• [What to work on]: Check every line of the material below for the string "default", and return the ones that have it.

• [Dataset extract]:

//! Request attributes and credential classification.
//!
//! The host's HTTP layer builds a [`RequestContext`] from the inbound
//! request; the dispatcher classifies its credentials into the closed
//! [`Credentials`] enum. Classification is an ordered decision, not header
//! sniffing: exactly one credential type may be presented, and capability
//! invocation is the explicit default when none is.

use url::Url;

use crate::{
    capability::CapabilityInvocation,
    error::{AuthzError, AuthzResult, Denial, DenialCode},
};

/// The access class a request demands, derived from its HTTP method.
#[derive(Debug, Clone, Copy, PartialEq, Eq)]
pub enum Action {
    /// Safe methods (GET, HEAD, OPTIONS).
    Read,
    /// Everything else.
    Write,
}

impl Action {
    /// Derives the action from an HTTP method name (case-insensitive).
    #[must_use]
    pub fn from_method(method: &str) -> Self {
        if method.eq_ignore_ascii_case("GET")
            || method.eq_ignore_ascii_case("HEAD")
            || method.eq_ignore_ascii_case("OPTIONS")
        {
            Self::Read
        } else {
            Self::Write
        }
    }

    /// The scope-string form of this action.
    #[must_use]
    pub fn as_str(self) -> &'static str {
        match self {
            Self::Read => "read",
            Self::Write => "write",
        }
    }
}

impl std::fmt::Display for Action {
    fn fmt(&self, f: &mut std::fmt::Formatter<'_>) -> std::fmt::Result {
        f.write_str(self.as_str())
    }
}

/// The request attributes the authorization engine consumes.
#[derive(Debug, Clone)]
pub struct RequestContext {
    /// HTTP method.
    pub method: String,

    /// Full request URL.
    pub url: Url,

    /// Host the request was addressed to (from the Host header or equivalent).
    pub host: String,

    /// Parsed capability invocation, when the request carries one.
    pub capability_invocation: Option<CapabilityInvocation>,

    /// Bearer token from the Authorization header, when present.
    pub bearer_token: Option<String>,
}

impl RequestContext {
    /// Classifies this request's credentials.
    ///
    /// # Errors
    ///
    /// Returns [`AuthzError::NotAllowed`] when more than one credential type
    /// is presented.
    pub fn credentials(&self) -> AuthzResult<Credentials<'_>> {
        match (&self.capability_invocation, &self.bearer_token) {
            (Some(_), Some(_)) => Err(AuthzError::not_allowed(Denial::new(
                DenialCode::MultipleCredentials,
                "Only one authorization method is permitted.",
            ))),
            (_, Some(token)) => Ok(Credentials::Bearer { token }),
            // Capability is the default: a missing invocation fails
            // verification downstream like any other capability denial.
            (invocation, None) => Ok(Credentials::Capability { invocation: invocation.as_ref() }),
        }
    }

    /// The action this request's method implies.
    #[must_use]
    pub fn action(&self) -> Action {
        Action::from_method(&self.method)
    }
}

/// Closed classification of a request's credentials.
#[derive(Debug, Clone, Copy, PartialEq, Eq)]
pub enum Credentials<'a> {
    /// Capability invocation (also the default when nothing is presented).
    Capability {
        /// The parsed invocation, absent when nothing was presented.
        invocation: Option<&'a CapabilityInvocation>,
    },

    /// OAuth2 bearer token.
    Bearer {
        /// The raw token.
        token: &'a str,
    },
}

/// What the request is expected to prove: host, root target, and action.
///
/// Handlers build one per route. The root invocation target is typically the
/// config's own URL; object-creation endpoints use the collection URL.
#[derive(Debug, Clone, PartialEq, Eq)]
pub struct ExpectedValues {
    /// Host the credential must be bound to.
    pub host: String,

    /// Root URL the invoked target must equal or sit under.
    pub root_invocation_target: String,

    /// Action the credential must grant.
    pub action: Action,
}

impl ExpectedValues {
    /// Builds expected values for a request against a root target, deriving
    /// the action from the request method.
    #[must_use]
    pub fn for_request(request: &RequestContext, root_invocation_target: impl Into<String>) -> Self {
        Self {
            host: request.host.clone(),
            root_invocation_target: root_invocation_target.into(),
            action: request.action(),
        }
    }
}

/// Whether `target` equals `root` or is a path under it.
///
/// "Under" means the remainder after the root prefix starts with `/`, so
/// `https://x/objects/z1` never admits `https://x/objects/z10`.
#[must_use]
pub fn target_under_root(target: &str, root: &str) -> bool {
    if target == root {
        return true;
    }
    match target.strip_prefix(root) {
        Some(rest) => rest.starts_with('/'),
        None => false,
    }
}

• [The completed task]:
//! invocation is the explicit default when none is.
            // Capability is the default: a missing invocation fails
    /// Capability invocation (also the default when nothing is presented).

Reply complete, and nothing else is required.